Task brief:
Below are some entries. Repeat exactly the lines from the one with "from_row(row)" through the one with "#[derive(Default)]", and only those.

Listed entries:
◇ ◇ ◇

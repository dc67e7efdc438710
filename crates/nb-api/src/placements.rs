use async_trait::async_trait;
use chrono::{DateTime, Utc};
use nb_db::models::{NewSessionPlacement, SessionPlacement};
use nb_driver::Placement;
use serde::Serialize;
use sqlx::PgPool;

/// A placement as remembered by the control API.
#[derive(Debug, Clone, Serialize)]
pub struct StoredPlacement {
    pub session_id: String,
    #[serde(flatten)]
    pub placement: Placement,
    pub created_at: DateTime<Utc>,
}

/// Where session placements are kept between provision and teardown.
#[async_trait]
pub trait PlacementStore: Send + Sync + 'static {
    async fn insert(&self, session_id: &str, placement: &Placement) -> sqlx::Result<StoredPlacement>;

    async fn get(&self, session_id: &str) -> sqlx::Result<Option<StoredPlacement>>;

    async fn delete(&self, session_id: &str) -> sqlx::Result<()>;
}

pub struct PgPlacements {
    pool: PgPool,
}

impl PgPlacements {
    pub fn new(pool: PgPool) -> Self {
        Self { pool }
    }
}

fn from_row(row: SessionPlacement) -> sqlx::Result<StoredPlacement> {
    let mapped_port = u16::try_from(row.mapped_port).map_err(|e| sqlx::Error::Decode(Box::new(e)))?;
    Ok(StoredPlacement {
        session_id: row.session_id,
        placement: Placement {
            host_id: row.host_id,
            docker_url: row.docker_url,
            proxy_route: row.proxy_route,
            mapped_port,
            endpoint: row.endpoint,
            container_name: row.container_name,
            password: row.password,
        },
        created_at: row.created_at,
    })
}

#[async_trait]
impl PlacementStore for PgPlacements {
    async fn insert(&self, session_id: &str, placement: &Placement) -> sqlx::Result<StoredPlacement> {
        let row = SessionPlacement::insert(
            &self.pool,
            &NewSessionPlacement {
                session_id,
                container_name: &placement.container_name,
                host_id: &placement.host_id,
                docker_url: &placement.docker_url,
                proxy_route: &placement.proxy_route,
                mapped_port: i32::from(placement.mapped_port),
                endpoint: &placement.endpoint,
                password: placement.password.as_deref(),
            },
        )
        .await?;
        from_row(row)
    }

    async fn get(&self, session_id: &str) -> sqlx::Result<Option<StoredPlacement>> {
        SessionPlacement::get(&self.pool, session_id)
            .await?
            .map(from_row)
            .transpose()
    }

    async fn delete(&self, session_id: &str) -> sqlx::Result<()> {
        SessionPlacement::delete(&self.pool, session_id).await
    }
}

#[cfg(test)]
pub mod memory {
    use std::collections::HashMap;
    use std::sync::Mutex;

    use super::*;

    #[derive(Default)]
    pub struct MemoryPlacements {
        rows: Mutex<HashMap<String, StoredPlacement>>,
    }

    #[async_trait]
    impl PlacementStore for MemoryPlacements {
        async fn insert(&self, session_id: &str, placement: &Placement) -> sqlx::Result<StoredPlacement> {
            let stored = StoredPlacement {
                session_id: session_id.to_string(),
                placement: placement.clone(),
                created_at: Utc::now(),
            };
            self.rows
                .lock()
                .unwrap()
                .insert(session_id.to_string(), stored.clone());
            Ok(stored)
        }

        async fn get(&self, session_id: &str) -> sqlx::Result<Option<StoredPlacement>> {
            Ok(self.rows.lock().unwrap().get(session_id).cloned())
        }

        async fn delete(&self, session_id: &str) -> sqlx::Result<()> {
            self.rows.lock().unwrap().remove(session_id);
            Ok(())
        }
    }
}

◇ ◇ ◇

Response to the task:
        from_row(row)
    }

    async fn get(&self, session_id: &str) -> sqlx::Result<Option<StoredPlacement>> {
        SessionPlacement::get(&self.pool, session_id)
            .await?
            .map(from_row)
            .transpose()
    }

    async fn delete(&self, session_id: &str) -> sqlx::Result<()> {
        SessionPlacement::delete(&self.pool, session_id).await
    }
}

#[cfg(test)]
pub mod memory {
    use std::collections::HashMap;
    use std::sync::Mutex;

    use super::*;

    #[derive(Default)]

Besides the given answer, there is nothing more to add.